Un buon abbigliamento da lavoro non è necessariamente quello con la lista di caratteristiche più lunga.
La domanda più opportuna è cosa succede dopo la prima consegna.
Un buon programma di abbigliamento da lavoro diventa più facile da riordinare, non più difficile.
Le specifiche, i materiali e la costruzione sono sufficientemente chiari da non far dipendere il prossimo ordine dal fatto che qualcuno si ricordi di quanto concordato diciotto mesi fa.
Una gamma di abbigliamento da lavoro consolidata non costringe l'acquirente a ricominciare da capo ogni volta che qualcosa cambia.
Una volta prese le decisioni più importanti, gli ordini futuri dovrebbero riguardare principalmente le quantità e le tempistiche, non la ricostruzione del prodotto.
La prima informazione raramente rappresenta l'intera storia.
Le persone se ne vanno, arrivano nuovi dipendenti, le quantità cambiano e gli ordini di sostituzione arrivano in momenti inopportuni.
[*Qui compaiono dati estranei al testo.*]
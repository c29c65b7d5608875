pub mod arc;
pub mod data;
pub mod metrics;

pub use arc::{AdaptiveCache, StoreSnapshot};
pub use data::{CachedOwners, EMPTY_OWNERS};
pub use metrics::{OwnerCacheMetrics, OwnerCacheStats};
Un buon abbigliamento da lavoro è progettato tenendo conto di questa realtà, anziché presumere che ogni ordine sarà pianificato alla perfezione.
C'è una differenza tra essere personalizzato ed essere inutilmente complicato.
Un design può essere distintivo senza dipendere da così tanti materiali, finiture o processi insoliti da rendere poi difficile la gestione della gamma in un secondo momento.
La vera prova non è se il primo preventivo sia sembrato competitivo.
La questione centrale è se il capo rimanga riproducibile, gestibile e conveniente da utilizzare anche dopo ripetuti utilizzi, sostituzioni e futuri cicli di acquisto. Le attuali linee guida europee per gli appalti nel settore tessile professionale considerano sempre più la durabilità, la possibilità di riparazione, la disponibilità di pezzi di ricambio e il valore del ciclo di vita, oltre al costo di acquisto iniziale.
Un buon capo d'abbigliamento soddisfa le esigenze odierne.
Un buon programma di abbigliamento da lavoro semplifica il requisito successivo.